- _EXERCISE REQUIREMENTS_
In the data below, find every line that has the string "geometry", and copy it.

___ GIVEN INFORMATION

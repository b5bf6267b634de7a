use clap::{Parser, ValueEnum};
use geo::Coord;
use std::path::PathBuf;

#[derive(Parser, Debug, Clone)]
#[clap(author, version, about, long_about = None)]
/// Crossing Detector - reports which bridges and tunnels a route crosses
pub struct Settings {
    /// Route files to check: GeoJSON as returned by the routing provider, or GPX
    #[clap(value_name = "ROUTE", required_unless_present = "print_default_config")]
    pub routes: Vec<PathBuf>,

    /// JSON configuration with the landmark table and shore heuristic (defaults to Istanbul)
    #[clap(short, long, value_name = "FILE")]
    pub config: Option<PathBuf>,

    /// Requested trip start, used by the shore heuristic instead of the route's first point
    #[clap(long, value_name = "LAT,LNG", value_parser = parse_lat_lng, requires = "end")]
    pub start: Option<Coord<f64>>,

    /// Requested trip end, used by the shore heuristic instead of the route's last point
    #[clap(long, value_name = "LAT,LNG", value_parser = parse_lat_lng, requires = "start")]
    pub end: Option<Coord<f64>>,

    /// Output format
    #[clap(short, long, value_enum, default_value_t = OutputFormat::Text)]
    pub format: OutputFormat,

    /// Print the built-in configuration as JSON and exit
    #[clap(long, default_value = "false")]
    pub print_default_config: bool,
}

#[derive(ValueEnum, Debug, Clone, Copy, PartialEq, Eq)]
pub enum OutputFormat {
    Text,
    Json,
}

impl Settings {
    /// The explicit trip endpoints, when both were given
    pub fn endpoints(&self) -> Option<(Coord<f64>, Coord<f64>)> {
        self.start.zip(self.end)
    }
}

/// Parse `"41.02,28.97"` into a coordinate (`x = lng`, `y = lat`)
fn parse_lat_lng(value: &str) -> Result<Coord<f64>, String> {
    let (lat, lng) = value
        .split_once(',')
        .ok_or_else(|| format!("expected LAT,LNG but got '{value}'"))?;
    let lat: f64 = lat
        .trim()
        .parse()
        .map_err(|e| format!("invalid latitude '{lat}': {e}"))?;
    let lng: f64 = lng
        .trim()
        .parse()
        .map_err(|e| format!("invalid longitude '{lng}': {e}"))?;

    let c = crossing_detector_lib::geometry::coord(lat, lng);
    if !crossing_detector_lib::geometry::is_valid_wgs84(c) {
        return Err(format!("'{value}' is outside WGS84 bounds"));
    }
    Ok(c)
}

______

- _TASK RESULT_
    let c = crossing_detector_lib::geometry::coord(lat, lng);
    if !crossing_detector_lib::geometry::is_valid_wgs84(c) {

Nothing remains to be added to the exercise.